What this task involves: Return each line of the records below in which the string "library" turns up.

(Saved data entries)

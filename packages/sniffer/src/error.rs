//! Typed errors for the sniffer library.
//!
//! Uses `thiserror` for library errors (not `anyhow`) so callers can
//! match on failure kinds and map them to transport-level responses.

use thiserror::Error;

/// Errors that can terminate a sniff request.
///
/// Every request either succeeds or surfaces exactly one of these,
/// carrying a human-readable detail string. Per-record batch failures
/// are the one exception: they are aggregated into the batch summary
/// instead of raised (see [`crate::persist::upsert_batch`]).
#[derive(Debug, Error)]
pub enum SnifferError {
    /// Request rejected before any stage ran.
    #[error("invalid request: {reason}")]
    Validation { reason: String },

    /// Classification or config generation produced nothing usable.
    #[error("classification failed: {0}")]
    Classification(String),

    /// A stage produced zero records; nothing to refine or persist.
    #[error("no records produced by the {stage} stage")]
    EmptyExtraction { stage: &'static str },

    /// A collaborator call failed, wrapped with the stage it served.
    #[error("{stage} stage failed: {source}")]
    Capability {
        stage: &'static str,
        #[source]
        source: CapabilityError,
    },

    /// Table provisioning failed; no rows are written without a table.
    #[error("persistence error: {0}")]
    Persistence(String),

    /// Malformed JSON from a collaborator response.
    #[error("JSON parse error: {0}")]
    JsonParse(#[from] serde_json::Error),
}

impl SnifferError {
    /// Shorthand for a validation failure.
    pub fn validation(reason: impl Into<String>) -> Self {
        Self::Validation {
            reason: reason.into(),
        }
    }

    /// Wrap a collaborator failure with the stage it occurred in.
    ///
    /// Intended for `map_err`:
    /// `analyzer.classify(..).await.map_err(SnifferError::at_stage("classification"))`
    pub fn at_stage(stage: &'static str) -> impl FnOnce(CapabilityError) -> Self {
        move |source| Self::Capability { stage, source }
    }

    /// HTTP-style status code for the boundary layer.
    pub fn status_code(&self) -> u16 {
        match self {
            Self::Persistence(_) => 500,
            _ => 400,
        }
    }
}

/// A failed call to an external capability (LLM, scraper, search).
///
/// Raised by collaborator implementations; the pipeline wraps it into
/// [`SnifferError::Capability`] with the stage that made the call.
/// The library never retries these itself.
#[derive(Debug, Error)]
#[error("{collaborator} error: {message}")]
pub struct CapabilityError {
    pub collaborator: &'static str,
    pub message: String,
}

impl CapabilityError {
    pub fn new(collaborator: &'static str, message: impl Into<String>) -> Self {
        Self {
            collaborator,
            message: message.into(),
        }
    }
}

/// A failed datastore operation.
///
/// The persistence layer folds these into `error`-status outcomes
/// rather than letting them escape; only table provisioning promotes
/// them to [`SnifferError::Persistence`].
#[derive(Debug, Error)]
#[error("datastore error: {0}")]
pub struct StoreError(pub String);

impl StoreError {
    pub fn new(message: impl Into<String>) -> Self {
        Self(message.into())
    }
}

/// Result type alias for request-level operations.
pub type Result<T> = std::result::Result<T, SnifferError>;

/// Result type alias for collaborator calls.
pub type CapabilityResult<T> = std::result::Result<T, CapabilityError>;

/// Result type alias for datastore operations.
pub type StoreResult<T> = std::result::Result<T, StoreError>;

#[cfg(test)]
mod tests {
    use super::*;

    #[test]
    fn test_status_codes() {
        assert_eq!(SnifferError::validation("no urls").status_code(), 400);
        assert_eq!(
            SnifferError::Classification("no proposal".into()).status_code(),
            400
        );
        assert_eq!(
            SnifferError::Persistence("create table failed".into()).status_code(),
            500
        );
    }

    #[test]
    fn test_capability_wrapping_keeps_stage_and_collaborator() {
        let err = SnifferError::at_stage("refinement")(CapabilityError::new(
            "structured completion",
            "timeout",
        ));
        let text = err.to_string();
        assert!(text.contains("refinement"));
        assert!(std::error::Error::source(&err)
            .expect("capability errors carry a source")
            .to_string()
            .contains("structured completion"));
    }
}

Written answer:
//! Typed errors for the sniffer library.
//! Uses `thiserror` for library errors (not `anyhow`) so callers can
/// The library never retries these itself.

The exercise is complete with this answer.